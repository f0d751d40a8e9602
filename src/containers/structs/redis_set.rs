use std::marker::PhantomData;
use crate::client::structs::redis_client::RedisClient;
use crate::client::traits::value_codec::MsgPack;

/// Unordered container of unique codec-packed members.
///
/// Membership compares encoded bytes, so types whose encoding is not stable
/// across equal values (maps with nondeterministic order, floats) will not
/// deduplicate reliably.
#[derive(Debug, Clone)]
pub struct RedisSet<T, C = MsgPack> {
    pub(crate) client: RedisClient,
    pub(crate) cache_key: String,
    pub(crate) expire_secs: i64,
    pub(crate) _marker: PhantomData<fn() -> (T, C)>,
}
//! Rate limiter implementation blocks.

/// Rate spec parsing.
pub mod rate;

/// The scripted token bucket.
pub mod rate_limiter;
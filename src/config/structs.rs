//! Configuration data structures.
//!
//! This module contains all the struct definitions for configuration options.
//! Each struct corresponds to a section in the TOML configuration file.

/// Root configuration structure containing all settings.
pub mod configuration;

/// Per-client Redis connection configuration.
pub mod redis_client_config;
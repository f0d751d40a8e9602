use std::fmt;
use once_cell::sync::Lazy;
use regex::Regex;
use crate::client::errors::CacheError;
use crate::limiter::structs::rate::Rate;

/// `<count>/<multiplier><unit>`, multiplier optional: "5/1s", "100/m", "20/12h".
static RATE_RE: Lazy<Regex> = Lazy::new(|| Regex::new(r"^([0-9]+)/([0-9]*)([smhd])$").unwrap());

impl Rate {
    pub fn parse(spec: &str) -> Result<Rate, CacheError> {
        let captures = RATE_RE
            .captures(spec)
            .ok_or_else(|| CacheError::Parameter(format!("malformed rate spec: {}", spec)))?;
        let permits: u64 = captures[1]
            .parse()
            .map_err(|_| CacheError::Parameter(format!("rate count out of range: {}", spec)))?;
        let unit_seconds: u64 = match &captures[3] {
            "s" => 1,
            "m" => 60,
            "h" => 60 * 60,
            "d" => 24 * 60 * 60,
            _ => unreachable!("regex only admits smhd"),
        };
        let multiplier: u64 = if captures[2].is_empty() {
            1
        } else {
            captures[2]
                .parse()
                .map_err(|_| CacheError::Parameter(format!("rate multiplier out of range: {}", spec)))?
        };
        let period_seconds = unit_seconds
            .checked_mul(multiplier)
            .ok_or_else(|| CacheError::Parameter(format!("rate period overflows: {}", spec)))?;
        if permits == 0 || period_seconds == 0 {
            return Err(CacheError::Parameter(format!("rate must be positive: {}", spec)));
        }
        Ok(Rate { permits, period_seconds })
    }

    pub fn tokens_per_second(&self) -> f64 {
        self.permits as f64 / self.period_seconds as f64
    }
}

impl fmt::Display for Rate {
    fn fmt(&self, f: &mut fmt::Formatter<'_>) -> fmt::Result {
        write!(f, "{}/{}s", self.permits, self.period_seconds)
    }
}
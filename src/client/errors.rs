use thiserror::Error;

#[derive(Error, Debug)]
pub enum CacheError {
    #[error("Connection error: {0}")]
    Connection(String),

    #[error("Key too long ({length} bytes): {key}")]
    KeyTooLong { key: String, length: usize },

    #[error("Serialization error: {0}")]
    Serialization(String),

    #[error("Parameter error: {0}")]
    Parameter(String),

    #[error("Unknown client: {0}")]
    UnknownClient(String),

    #[error("Redis error: {0}")]
    Redis(#[from] redis::RedisError),
}
use std::marker::PhantomData;
use serde::Serialize;
use serde::de::DeserializeOwned;
use crate::client::errors::CacheError;
use crate::client::structs::redis_client::RedisClient;
use crate::client::traits::value_codec::ValueCodec;
use crate::containers::structs::fifo_group_cache::FifoGroupCache;
use crate::containers::structs::redis_list::RedisList;

impl<T, C> FifoGroupCache<T, C>
where
    T: Serialize + DeserializeOwned + Send + Sync,
    C: ValueCodec,
{
    pub fn new(client: RedisClient, base_key: &str, expire_secs: i64, recycle: bool) -> FifoGroupCache<T, C> {
        FifoGroupCache {
            client,
            base_key: base_key.to_string(),
            expire_secs,
            recycle,
            _marker: PhantomData,
        }
    }

    pub fn group_key(&self, group_id: &str) -> String {
        format!("{}:{}", self.base_key, group_id)
    }

    pub fn registry_key(&self) -> String {
        format!("{}_general_list_group_set", self.base_key)
    }

    fn container(&self, group_id: &str) -> RedisList<T, C> {
        RedisList::new(self.client.clone(), &self.group_key(group_id), self.expire_secs)
    }

    /// Appends to the group's tail.
    pub async fn add_member(&self, group_id: &str, member: &T) -> Result<(), CacheError> {
        self.container(group_id).push_back(member).await?;
        if self.recycle {
            self.client.sadd(&self.registry_key(), group_id).await?;
        }
        Ok(())
    }

    /// Takes the oldest member, FIFO order.
    pub async fn pop_member(&self, group_id: &str) -> Result<Option<T>, CacheError> {
        let container = self.container(group_id);
        let member = container.pop_front().await?;
        self.unregister_if_empty(group_id, &container).await?;
        Ok(member)
    }

    /// Drains the whole group: returns every member and clears it.
    pub async fn pop_members(&self, group_id: &str) -> Result<Vec<T>, CacheError> {
        let container = self.container(group_id);
        let members = container.range(0, -1).await?;
        container.clear().await?;
        if self.recycle {
            self.client.srem(&self.registry_key(), group_id).await?;
        }
        Ok(members)
    }

    /// Peeks at `[start, stop]` without removal.
    pub async fn members(&self, group_id: &str, start: isize, stop: isize) -> Result<Vec<T>, CacheError> {
        self.container(group_id).range(start, stop).await
    }

    pub async fn remove_member(&self, group_id: &str, member: &T) -> Result<u64, CacheError> {
        let container = self.container(group_id);
        let removed = container.remove(member).await?;
        self.unregister_if_empty(group_id, &container).await?;
        Ok(removed)
    }

    pub async fn member_count(&self, group_id: &str) -> Result<u64, CacheError> {
        self.container(group_id).len().await
    }

    pub async fn clear_group(&self, group_id: &str) -> Result<(), CacheError> {
        self.container(group_id).clear().await?;
        if self.recycle {
            self.client.srem(&self.registry_key(), group_id).await?;
        }
        Ok(())
    }

    /// Clears every registered group, then the registry itself. A no-op
    /// without recycling.
    pub async fn clear_all(&self) -> Result<(), CacheError> {
        if !self.recycle {
            return Ok(());
        }
        for group_id in self.group_ids().await? {
            self.container(&group_id).clear().await?;
        }
        self.client.delete(&[self.registry_key().as_str()]).await?;
        Ok(())
    }

    pub async fn group_ids(&self) -> Result<Vec<String>, CacheError> {
        self.client.smembers(&self.registry_key()).await
    }

    pub async fn has_group(&self, group_id: &str) -> Result<bool, CacheError> {
        self.client.sismember(&self.registry_key(), group_id).await
    }

    async fn unregister_if_empty(&self, group_id: &str, container: &RedisList<T, C>) -> Result<(), CacheError> {
        if self.recycle && container.len().await? == 0 {
            self.client.srem(&self.registry_key(), group_id).await?;
        }
        Ok(())
    }
}
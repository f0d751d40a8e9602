use serde::Serialize;
use serde::de::DeserializeOwned;
use crate::client::errors::CacheError;

/// Serialization scheme for values stored in Redis.
///
/// A codec is chosen once per container; mixing codecs on one key corrupts
/// the container's contents. Encoded payloads are opaque to Redis, so native
/// numeric commands (INCRBY, HINCRBY, ZINCRBY on raw members) must never be
/// pointed at fields written through a codec.
pub trait ValueCodec {
    fn encode<T: Serialize + ?Sized>(value: &T) -> Result<Vec<u8>, CacheError>;
    fn decode<T: DeserializeOwned>(data: &[u8]) -> Result<T, CacheError>;
}

/// MessagePack, the default wire format for packed values.
#[derive(Debug, Clone, Copy, Default)]
pub struct MsgPack;

impl ValueCodec for MsgPack {
    fn encode<T: Serialize + ?Sized>(value: &T) -> Result<Vec<u8>, CacheError> {
        rmp_serde::to_vec(value).map_err(|e| CacheError::Serialization(e.to_string()))
    }

    fn decode<T: DeserializeOwned>(data: &[u8]) -> Result<T, CacheError> {
        rmp_serde::from_slice(data).map_err(|e| CacheError::Serialization(e.to_string()))
    }
}

/// JSON codec for containers shared with consumers that cannot speak
/// MessagePack.
#[derive(Debug, Clone, Copy, Default)]
pub struct Json;

impl ValueCodec for Json {
    fn encode<T: Serialize + ?Sized>(value: &T) -> Result<Vec<u8>, CacheError> {
        serde_json::to_vec(value).map_err(|e| CacheError::Serialization(e.to_string()))
    }

    fn decode<T: DeserializeOwned>(data: &[u8]) -> Result<T, CacheError> {
        serde_json::from_slice(data).map_err(|e| CacheError::Serialization(e.to_string()))
    }
}
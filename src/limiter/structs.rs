//! Rate limiter structures.

/// Parsed rate spec.
pub mod rate;

/// Outcome of an acquire call.
pub mod rate_decision;

/// Token-bucket limiter over one key.
pub mod rate_limiter;
//! # Redis Containers
//!
//! A typed container layer over Redis for backend services that lean on Redis for
//! shared state: caches, timelines, geo lookups, deduplicated counting and
//! request throttling.
//!
//! ## Overview
//!
//! The crate wraps the async `redis` driver with a bounded, generation-aware
//! connection pool and a command layer that transparently packs arbitrary
//! serde values into Redis strings. On top of that sit higher-level containers:
//! dictionaries, sets, sorted sets, lists, time-windowed group caches with
//! retention policies, a geo index, HyperLogLog cardinality estimation, a
//! Bloom filter and a token-bucket rate limiter.
//!
//! ## Features
//!
//! - **Pooled Connections**: Leased per unit of work, bounded by a semaphore,
//!   with idle-connection recycling and a generation token that invalidates
//!   every parked connection at once (pre-fork worker safety)
//! - **Packed Values**: MessagePack (or JSON) encoding for non-string payloads,
//!   chosen once per container; native pass-through for strings and numbers
//! - **Geo Index**: distance, position and radius queries with unit conversion
//! - **Probabilistic Structures**: HyperLogLog counting and Bloom membership,
//!   both with documented error bounds
//! - **Rate Limiting**: token bucket evaluated by a single server-side script,
//!   atomic under concurrent callers
//!
//! ## Quick Start
//!
//! ```rust,ignore
//! use redis_containers::config::structs::configuration::Configuration;
//! use redis_containers::client::structs::client_registry::ClientRegistry;
//! use redis_containers::containers::structs::redis_dict::RedisDict;
//!
//! let config = Configuration::load_from_file(false)?;
//! let registry = ClientRegistry::connect(&config).await?;
//! let client = registry.get("default")?.clone();
//!
//! let profiles: RedisDict<Profile> = RedisDict::new(client, "profiles", 3600);
//! profiles.set("42", &profile).await?;
//! ```
//!
//! ## Modules
//!
//! - [`client`] - Connection pool, typed command layer and named-client registry
//! - [`config`] - Configuration management and TOML parsing
//! - [`containers`] - Dictionary, set, sorted-set, list, group and counter caches
//! - [`geo`] - Geospatial index with distance and radius queries
//! - [`limiter`] - Token-bucket rate limiter
//! - [`probabilistic`] - HyperLogLog and Bloom filter wrappers

/// Connection pool, typed command layer and named-client registry.
///
/// Contains the bounded connection pool with RAII leases, the `RedisClient`
/// command surface (native and `_packed` families), the pluggable value
/// codecs and the registry resolving configured client names at startup.
pub mod client;

/// Configuration management module.
///
/// Handles loading, parsing, and validating configuration from TOML files.
/// Each named client carries its own host, credentials, timeouts and pool
/// bounds.
pub mod config;

/// Composite cache containers.
///
/// Dictionary, set, sorted-set and list shaped containers over packed values,
/// plus grouped time-window and FIFO caches with retention policies and the
/// hash-backed and daily counters.
pub mod containers;

/// Geospatial index module.
///
/// Named collections of (longitude, latitude, member) entries supporting
/// distance computation, position lookup and radius searches with unit
/// conversion.
pub mod geo;

/// Token-bucket rate limiter module.
///
/// Admission control keyed by an identifier, refilled continuously at a
/// configured rate, evaluated atomically server-side.
pub mod limiter;

/// Logging setup utilities.
///
/// Console logging via fern, driven by the configured log level.
pub mod logging;

/// Probabilistic structures module.
///
/// HyperLogLog cardinality estimation and Bloom-filter membership, both
/// carrying bounded statistical error by design.
pub mod probabilistic;
//! Connection and client structures.

/// Named-client registry resolved from configuration at startup.
pub mod client_registry;

/// RAII lease over a pooled connection.
pub mod connection_lease;

/// Bounded, generation-aware connection pool.
pub mod connection_pool;

/// Typed command facade over the pool.
pub mod redis_client;
//! Geo index operations.

/// Add, distance, position and radius queries.
pub mod geo_index;
use std::collections::HashMap;
use std::marker::PhantomData;
use serde::Serialize;
use serde::de::DeserializeOwned;
use crate::client::errors::CacheError;
use crate::client::structs::redis_client::RedisClient;
use crate::client::traits::value_codec::ValueCodec;
use crate::containers::structs::redis_dict::RedisDict;

impl<T, C> RedisDict<T, C>
where
    T: Serialize + DeserializeOwned + Send + Sync,
    C: ValueCodec,
{
    pub fn new(client: RedisClient, cache_key: &str, expire_secs: i64) -> RedisDict<T, C> {
        RedisDict {
            client,
            cache_key: cache_key.to_string(),
            expire_secs,
            _marker: PhantomData,
        }
    }

    pub fn cache_key(&self) -> &str {
        &self.cache_key
    }

    pub async fn get(&self, field: &str) -> Result<Option<T>, CacheError> {
        let raw: Option<Vec<u8>> = self.client.hget(&self.cache_key, field).await?;
        match raw {
            None => Ok(None),
            Some(data) => Ok(Some(C::decode(&data)?)),
        }
    }

    /// Bulk get; absent fields are simply missing from the result.
    pub async fn get_multiple(&self, fields: &[&str]) -> Result<HashMap<String, T>, CacheError> {
        if fields.is_empty() {
            return Ok(HashMap::new());
        }
        let raw: Vec<Option<Vec<u8>>> = self.client.hget_multiple(&self.cache_key, fields).await?;
        let mut result = HashMap::with_capacity(fields.len());
        for (field, entry) in fields.iter().zip(raw) {
            if let Some(data) = entry {
                result.insert(field.to_string(), C::decode(&data)?);
            }
        }
        Ok(result)
    }

    pub async fn entries(&self) -> Result<HashMap<String, T>, CacheError> {
        let raw: HashMap<String, Vec<u8>> = self.client.hget_all(&self.cache_key).await?;
        raw.into_iter()
            .map(|(field, data)| Ok((field, C::decode(&data)?)))
            .collect()
    }

    pub async fn keys(&self) -> Result<Vec<String>, CacheError> {
        self.client.hkeys(&self.cache_key).await
    }

    pub async fn values(&self) -> Result<Vec<T>, CacheError> {
        let raw: Vec<Vec<u8>> = self.client.hvals(&self.cache_key).await?;
        raw.iter().map(|data| C::decode(data)).collect()
    }

    pub async fn set(&self, field: &str, value: &T) -> Result<(), CacheError> {
        self.client.hset(&self.cache_key, field, C::encode(value)?).await?;
        self.refresh_expiry().await
    }

    pub async fn update(&self, entries: &[(&str, T)]) -> Result<(), CacheError> {
        if entries.is_empty() {
            return Ok(());
        }
        let mut encoded = Vec::with_capacity(entries.len());
        for (field, value) in entries {
            encoded.push((*field, C::encode(value)?));
        }
        self.client.hset_multiple(&self.cache_key, &encoded).await?;
        self.refresh_expiry().await
    }

    /// Stores `value` unless the field exists, returning whatever the field
    /// resolves to afterwards.
    pub async fn set_if_absent(&self, field: &str, value: &T) -> Result<T, CacheError>
    where
        T: Clone,
    {
        let inserted = self.client.hset_nx(&self.cache_key, field, C::encode(value)?).await?;
        if inserted {
            self.refresh_expiry().await?;
            return Ok(value.clone());
        }
        match self.get(field).await? {
            Some(existing) => Ok(existing),
            // The field vanished between the probe and the read.
            None => Ok(value.clone()),
        }
    }

    pub async fn contains(&self, field: &str) -> Result<bool, CacheError> {
        self.client.hexists(&self.cache_key, field).await
    }

    pub async fn remove(&self, field: &str) -> Result<bool, CacheError> {
        Ok(self.client.hdel(&self.cache_key, &[field]).await? > 0)
    }

    pub async fn remove_multiple(&self, fields: &[&str]) -> Result<u64, CacheError> {
        self.client.hdel(&self.cache_key, fields).await
    }

    /// Removes the field and returns its former value.
    pub async fn pop(&self, field: &str) -> Result<Option<T>, CacheError> {
        let value = self.get(field).await?;
        self.client.hdel(&self.cache_key, &[field]).await?;
        Ok(value)
    }

    /// Native-path HINCRBY. Only valid on fields maintained exclusively
    /// through this method; a packed field will fail server-side.
    pub async fn increment(&self, field: &str, delta: i64) -> Result<i64, CacheError> {
        let value = self.client.hincr_by(&self.cache_key, field, delta).await?;
        self.refresh_expiry().await?;
        Ok(value)
    }

    pub async fn len(&self) -> Result<u64, CacheError> {
        self.client.hlen(&self.cache_key).await
    }

    pub async fn is_empty(&self) -> Result<bool, CacheError> {
        Ok(self.len().await? == 0)
    }

    pub async fn cache_exists(&self) -> Result<bool, CacheError> {
        self.client.exists(&self.cache_key).await
    }

    pub async fn clear(&self) -> Result<(), CacheError> {
        self.client.delete(&[self.cache_key.as_str()]).await?;
        Ok(())
    }

    async fn refresh_expiry(&self) -> Result<(), CacheError> {
        self.client.expire(&self.cache_key, self.expire_secs).await?;
        Ok(())
    }
}
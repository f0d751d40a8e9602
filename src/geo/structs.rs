//! Geo index structures.

/// Named geospatial index over a Redis geo key.
pub mod geo_index;
use crate::client::structs::redis_client::RedisClient;
use crate::limiter::structs::rate::Rate;

#[derive(Debug, Clone)]
pub struct RateLimiter {
    pub(crate) client: RedisClient,
    pub(crate) cache_key: String,
    pub(crate) capacity: u64,
    pub(crate) rate: Rate,
}
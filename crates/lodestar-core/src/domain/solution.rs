//! The planning solution: facts, entities and a score.

use std::sync::Arc;

use crate::score::Score;

use super::registry::DomainRegistry;
use super::value::{Entity, Fact, Value};
use super::descriptor::ShadowKind;

/// Aggregates all problem facts, all planning entities and a score.
///
/// One `Solution` instance exists per active solve; it is cloned whenever an
/// improving score is found (best-so-far tracking). The schema lives in the
/// shared frozen [`DomainRegistry`].
#[derive(Debug, Clone)]
pub struct Solution<Sc: Score> {
    registry: Arc<DomainRegistry>,
    /// Entities organized by class index: `entities[class_idx][entity_idx]`.
    pub entities: Vec<Vec<Entity>>,
    /// Facts organized by class index: `facts[class_idx][fact_idx]`.
    pub facts: Vec<Vec<Fact>>,
    /// Current score if calculated.
    pub score: Option<Sc>,
}

impl<Sc: Score> Solution<Sc> {
    /// Creates an empty solution for the given frozen registry.
    pub fn new(registry: Arc<DomainRegistry>) -> Self {
        let entity_count = registry.entity_classes().len();
        let fact_count = registry.fact_classes().len();
        Self {
            registry,
            entities: vec![Vec::new(); entity_count],
            facts: vec![Vec::new(); fact_count],
            score: Option::None,
        }
    }

    /// Returns the shared domain registry.
    pub fn registry(&self) -> &Arc<DomainRegistry> {
        &self.registry
    }

    /// Adds an entity to the given class, padding missing fields with None.
    pub fn add_entity(&mut self, class_idx: usize, mut entity: Entity) -> usize {
        let field_count = self.registry.entity_classes()[class_idx].fields.len();
        entity.fields.resize(field_count, Value::None);
        self.entities[class_idx].push(entity);
        self.entities[class_idx].len() - 1
    }

    /// Adds a fact to the given class.
    pub fn add_fact(&mut self, class_idx: usize, fact: Fact) -> usize {
        self.facts[class_idx].push(fact);
        self.facts[class_idx].len() - 1
    }

    /// Gets an entity by class index and entity index.
    pub fn entity(&self, class_idx: usize, entity_idx: usize) -> &Entity {
        &self.entities[class_idx][entity_idx]
    }

    /// Gets a mutable entity by class index and entity index.
    pub fn entity_mut(&mut self, class_idx: usize, entity_idx: usize) -> &mut Entity {
        &mut self.entities[class_idx][entity_idx]
    }

    /// Gets a fact by class index and fact index.
    pub fn fact(&self, class_idx: usize, fact_idx: usize) -> &Fact {
        &self.facts[class_idx][fact_idx]
    }

    /// Reads a field value, following one level of entity/fact reference.
    pub fn deref_field(&self, value: &Value, field_idx: usize) -> Option<Value> {
        match value {
            Value::Ref(c, e) => Some(self.entities[*c][*e].fields[field_idx].clone()),
            Value::FactRef(c, f) => Some(self.facts[*c][*f].fields[field_idx].clone()),
            _ => Option::None,
        }
    }

    /// Returns true when every genuine variable holds a value, including
    /// list-variable membership of elements.
    ///
    /// An element's membership is tracked through its inverse-relation
    /// shadow: unassigned elements have a None inverse.
    pub fn is_initialized(&self) -> bool {
        for (class_idx, class) in self.registry.entity_classes().iter().enumerate() {
            for entity in &self.entities[class_idx] {
                for &var_idx in &class.genuine_variable_indices {
                    if class.fields[var_idx].is_list_variable() {
                        continue;
                    }
                    if entity.fields[var_idx].is_none() {
                        return false;
                    }
                }
                for &shadow_idx in &class.shadow_variable_indices {
                    if matches!(
                        class.fields[shadow_idx].shadow,
                        Some(ShadowKind::InverseRelation { .. })
                    ) && entity.fields[shadow_idx].is_none()
                    {
                        return false;
                    }
                }
            }
        }
        true
    }

    /// Number of unassigned genuine variables (list membership included).
    pub fn unassigned_count(&self) -> usize {
        let mut count = 0;
        for (class_idx, class) in self.registry.entity_classes().iter().enumerate() {
            for entity in &self.entities[class_idx] {
                for &var_idx in &class.genuine_variable_indices {
                    if !class.fields[var_idx].is_list_variable() && entity.fields[var_idx].is_none()
                    {
                        count += 1;
                    }
                }
                for &shadow_idx in &class.shadow_variable_indices {
                    if matches!(
                        class.fields[shadow_idx].shadow,
                        Some(ShadowKind::InverseRelation { .. })
                    ) && entity.fields[shadow_idx].is_none()
                    {
                        count += 1;
                    }
                }
            }
        }
        count
    }
}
+ + + + + + +
For the word "every", go through the records and show each line that carries it.

    /// Drains the whole group: returns every member and clears it.
    /// Clears every registered group, then the registry itself. A no-op
//!   every parked connection at once (pre-fork worker safety)
    /// Returns true when every genuine variable holds a value, including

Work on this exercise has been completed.